> Work task:
Nothing should differ between your answer and the records.

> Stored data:
━━━━━━━━
//! # cbc-cli: Command-Line Interface for the Correct-by-Construction Models
//!
//! Provides the `cbc` binary. Handlers live in this library so they can be
//! tested without spawning a process; each returns an exit code.
//!
//! ## Subcommands
//!
//! - `cbc check`: run a loose document through its legacy validator and its
//!   strict conversion.
//! - `cbc refine`: construct a single refinement type from a raw value.
//! - `cbc signup`: load a signup document and apply server responses.
//!
//! ```bash
//! cbc check shipping order.yaml
//! cbc refine ip "host 10.0.0.1 ok" --permissive
//! cbc signup --form hal.json --submission-response check.json
//! ```

pub mod check;
pub mod config;
pub mod refine;
pub mod signup;

use std::path::Path;

use anyhow::{Context, Result};
use serde::de::DeserializeOwned;
use serde::Serialize;

/// Read a JSON or YAML document. Files ending in `.json` are parsed as JSON,
/// everything else as YAML.
pub fn load_document<T: DeserializeOwned>(path: &Path) -> Result<T> {
    let content = std::fs::read_to_string(path)
        .with_context(|| format!("failed to read {}", path.display()))?;
    let is_json = path
        .extension()
        .is_some_and(|ext| ext.eq_ignore_ascii_case("json"));
    if is_json {
        serde_json::from_str(&content)
            .with_context(|| format!("failed to parse JSON: {}", path.display()))
    } else {
        serde_yaml::from_str(&content)
            .with_context(|| format!("failed to parse YAML: {}", path.display()))
    }
}

/// Render a value as pretty JSON for stdout.
pub fn to_pretty_json<T: Serialize>(value: &T) -> Result<String> {
    serde_json::to_string_pretty(value).context("failed to serialize output")
}
//! # Templated Email
//!
//! The loose shape keeps header names and values in two parallel arrays,
//! recipients as plain strings, and the body as an unlabelled string. Each
//! needs a check: the arrays must line up, names must not repeat (ignoring
//! case), every recipient must be an address, and none may repeat.
//!
//! [`TemplatedEmail`] pairs each name with its value, compares names with
//! [`CaseInsensitiveString`], holds recipients as a set of [`EmailAddress`]es,
//! and labels the body as [`Html`].

use std::collections::BTreeSet;

use serde::{Deserialize, Serialize};

use cbc_core::{CaseInsensitiveString, EmailAddress};

use crate::error::ShapeError;

/// Templated email with parallel header arrays and raw recipients.
#[derive(Debug, Clone, Default, PartialEq, Eq, Serialize, Deserialize)]
#[serde(rename_all = "camelCase")]
pub struct TemplatedEmailForm {
    #[serde(default)]
    pub header_keys: Vec<String>,
    #[serde(default)]
    pub header_values: Vec<String>,
    #[serde(default)]
    pub body: String,
    #[serde(default)]
    pub recipients: Vec<String>,
}

/// Legacy validator.
pub fn is_valid_templated_email(form: &TemplatedEmailForm) -> bool {
    if form.header_keys.len() != form.header_values.len() {
        return false;
    }
    let keys = &form.header_keys;
    let duplicate_key = keys
        .iter()
        .enumerate()
        .any(|(i, k)| keys[..i].iter().any(|earlier| earlier.eq_ignore_ascii_case(k)));
    if duplicate_key {
        return false;
    }
    let mut seen = BTreeSet::new();
    form.recipients.iter().all(|r| match EmailAddress::parse(r.as_str()) {
        Ok(address) => seen.insert(address),
        Err(_) => false,
    })
}

/// An HTML document body.
///
/// Not parsed or sanitized; the type marks the string as markup so it is not
/// confused with plain text.
#[derive(Debug, Clone, PartialEq, Eq, Hash, Serialize, Deserialize)]
#[serde(transparent)]
pub struct Html(String);

impl Html {
    /// Mark a string as HTML. Nothing is checked.
    pub fn new(markup: impl Into<String>) -> Self {
        Self(markup.into())
    }

    /// The markup.
    pub fn as_str(&self) -> &str {
        &self.0
    }
}

/// A templated email with paired headers and validated, distinct recipients.
#[derive(Debug, Clone, PartialEq, Eq, Serialize)]
pub struct TemplatedEmail {
    headers: Vec<(CaseInsensitiveString, String)>,
    body: Html,
    recipients: BTreeSet<EmailAddress>,
}

impl TemplatedEmail {
    /// Build an email, refusing header names that repeat ignoring case.
    ///
    /// # Errors
    ///
    /// Returns [`ShapeError::DuplicateHeader`] naming the second occurrence.
    pub fn new(
        headers: Vec<(CaseInsensitiveString, String)>,
        body: Html,
        recipients: BTreeSet<EmailAddress>,
    ) -> Result<Self, ShapeError> {
        let mut names = BTreeSet::new();
        for (name, _) in &headers {
            if !names.insert(name) {
                return Err(ShapeError::DuplicateHeader(name.as_str().to_string()));
            }
        }
        Ok(Self {
            headers,
            body,
            recipients,
        })
    }

    /// The value of header `name`, ignoring case.
    pub fn header(&self, name: &str) -> Option<&str> {
        self.headers
            .iter()
            .find(|(key, _)| key.matches(name))
            .map(|(_, value)| value.as_str())
    }

    /// Headers in their original order.
    pub fn headers(&self) -> impl Iterator<Item = (&str, &str)> {
        self.headers.iter().map(|(k, v)| (k.as_str(), v.as_str()))
    }

    /// The HTML body.
    pub fn body(&self) -> &Html {
        &self.body
    }

    /// The distinct recipients, in address order.
    pub fn recipients(&self) -> &BTreeSet<EmailAddress> {
        &self.recipients
    }
}

impl TryFrom<TemplatedEmailForm> for TemplatedEmail {
    type Error = ShapeError;

    fn try_from(form: TemplatedEmailForm) -> Result<Self, Self::Error> {
        if form.header_keys.len() != form.header_values.len() {
            return Err(ShapeError::HeaderCountMismatch {
                keys: form.header_keys.len(),
                values: form.header_values.len(),
            });
        }
        let headers = form
            .header_keys
            .into_iter()
            .map(CaseInsensitiveString::new)
            .zip(form.header_values)
            .collect();

        let mut recipients = BTreeSet::new();
        for raw in form.recipients {
            let address = EmailAddress::parse(raw)?;
            if recipients.contains(&address) {
                return Err(ShapeError::DuplicateRecipient(address.as_str().to_string()));
            }
            recipients.insert(address);
        }

        Self::new(headers, Html::new(form.body), recipients)
    }
}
━━━━━━━━
> Written response:
//! # cbc-cli: Command-Line Interface for the Correct-by-Construction Models
//!
//! Provides the `cbc` binary. Handlers live in this library so they can be
//! tested without spawning a process; each returns an exit code.
//!
//! ## Subcommands
//!
//! - `cbc check`: run a loose document through its legacy validator and its
//!   strict conversion.
//! - `cbc refine`: construct a single refinement type from a raw value.
//! - `cbc signup`: load a signup document and apply server responses.
//!
//! ```bash
//! cbc check shipping order.yaml
//! cbc refine ip "host 10.0.0.1 ok" --permissive
//! cbc signup --form hal.json --submission-response check.json
//! ```

pub mod check;
pub mod config;
pub mod refine;
pub mod signup;

use std::path::Path;

use anyhow::{Context, Result};
use serde::de::DeserializeOwned;
use serde::Serialize;

/// Read a JSON or YAML document. Files ending in `.json` are parsed as JSON,
/// everything else as YAML.
pub fn load_document<T: DeserializeOwned>(path: &Path) -> Result<T> {
    let content = std::fs::read_to_string(path)
        .with_context(|| format!("failed to read {}", path.display()))?;
    let is_json = path
        .extension()
        .is_some_and(|ext| ext.eq_ignore_ascii_case("json"));
    if is_json {
        serde_json::from_str(&content)
            .with_context(|| format!("failed to parse JSON: {}", path.display()))
    } else {
        serde_yaml::from_str(&content)
            .with_context(|| format!("failed to parse YAML: {}", path.display()))
    }
}

/// Render a value as pretty JSON for stdout.
pub fn to_pretty_json<T: Serialize>(value: &T) -> Result<String> {
    serde_json::to_string_pretty(value).context("failed to serialize output")
}
//! # Templated Email
//!
//! The loose shape keeps header names and values in two parallel arrays,
//! recipients as plain strings, and the body as an unlabelled string. Each
//! needs a check: the arrays must line up, names must not repeat (ignoring
//! case), every recipient must be an address, and none may repeat.
//!
//! [`TemplatedEmail`] pairs each name with its value, compares names with
//! [`CaseInsensitiveString`], holds recipients as a set of [`EmailAddress`]es,
//! and labels the body as [`Html`].

use std::collections::BTreeSet;

use serde::{Deserialize, Serialize};

use cbc_core::{CaseInsensitiveString, EmailAddress};

use crate::error::ShapeError;

/// Templated email with parallel header arrays and raw recipients.
#[derive(Debug, Clone, Default, PartialEq, Eq, Serialize, Deserialize)]
#[serde(rename_all = "camelCase")]
pub struct TemplatedEmailForm {
    #[serde(default)]
    pub header_keys: Vec<String>,
    #[serde(default)]
    pub header_values: Vec<String>,
    #[serde(default)]
    pub body: String,
    #[serde(default)]
    pub recipients: Vec<String>,
}

/// Legacy validator.
pub fn is_valid_templated_email(form: &TemplatedEmailForm) -> bool {
    if form.header_keys.len() != form.header_values.len() {
        return false;
    }
    let keys = &form.header_keys;
    let duplicate_key = keys
        .iter()
        .enumerate()
        .any(|(i, k)| keys[..i].iter().any(|earlier| earlier.eq_ignore_ascii_case(k)));
    if duplicate_key {
        return false;
    }
    let mut seen = BTreeSet::new();
    form.recipients.iter().all(|r| match EmailAddress::parse(r.as_str()) {
        Ok(address) => seen.insert(address),
        Err(_) => false,
    })
}

/// An HTML document body.
///
/// Not parsed or sanitized; the type marks the string as markup so it is not
/// confused with plain text.
#[derive(Debug, Clone, PartialEq, Eq, Hash, Serialize, Deserialize)]
#[serde(transparent)]
pub struct Html(String);

impl Html {
    /// Mark a string as HTML. Nothing is checked.
    pub fn new(markup: impl Into<String>) -> Self {
        Self(markup.into())
    }

    /// The markup.
    pub fn as_str(&self) -> &str {
        &self.0
    }
}

/// A templated email with paired headers and validated, distinct recipients.
#[derive(Debug, Clone, PartialEq, Eq, Serialize)]
pub struct TemplatedEmail {
    headers: Vec<(CaseInsensitiveString, String)>,
    body: Html,
    recipients: BTreeSet<EmailAddress>,
}

impl TemplatedEmail {
    /// Build an email, refusing header names that repeat ignoring case.
    ///
    /// # Errors
    ///
    /// Returns [`ShapeError::DuplicateHeader`] naming the second occurrence.
    pub fn new(
        headers: Vec<(CaseInsensitiveString, String)>,
        body: Html,
        recipients: BTreeSet<EmailAddress>,
    ) -> Result<Self, ShapeError> {
        let mut names = BTreeSet::new();
        for (name, _) in &headers {
            if !names.insert(name) {
                return Err(ShapeError::DuplicateHeader(name.as_str().to_string()));
            }
        }
        Ok(Self {
            headers,
            body,
            recipients,
        })
    }

    /// The value of header `name`, ignoring case.
    pub fn header(&self, name: &str) -> Option<&str> {
        self.headers
            .iter()
            .find(|(key, _)| key.matches(name))
            .map(|(_, value)| value.as_str())
    }

    /// Headers in their original order.
    pub fn headers(&self) -> impl Iterator<Item = (&str, &str)> {
        self.headers.iter().map(|(k, v)| (k.as_str(), v.as_str()))
    }

    /// The HTML body.
    pub fn body(&self) -> &Html {
        &self.body
    }

    /// The distinct recipients, in address order.
    pub fn recipients(&self) -> &BTreeSet<EmailAddress> {
        &self.recipients
    }
}

impl TryFrom<TemplatedEmailForm> for TemplatedEmail {
    type Error = ShapeError;

    fn try_from(form: TemplatedEmailForm) -> Result<Self, Self::Error> {
        if form.header_keys.len() != form.header_values.len() {
            return Err(ShapeError::HeaderCountMismatch {
                keys: form.header_keys.len(),
                values: form.header_values.len(),
            });
        }
        let headers = form
            .header_keys
            .into_iter()
            .map(CaseInsensitiveString::new)
            .zip(form.header_values)
            .collect();

        let mut recipients = BTreeSet::new();
        for raw in form.recipients {
            let address = EmailAddress::parse(raw)?;
            if recipients.contains(&address) {
                return Err(ShapeError::DuplicateRecipient(address.as_str().to_string()));
            }
            recipients.insert(address);
        }

        Self::new(headers, Html::new(form.body), recipients)
    }
}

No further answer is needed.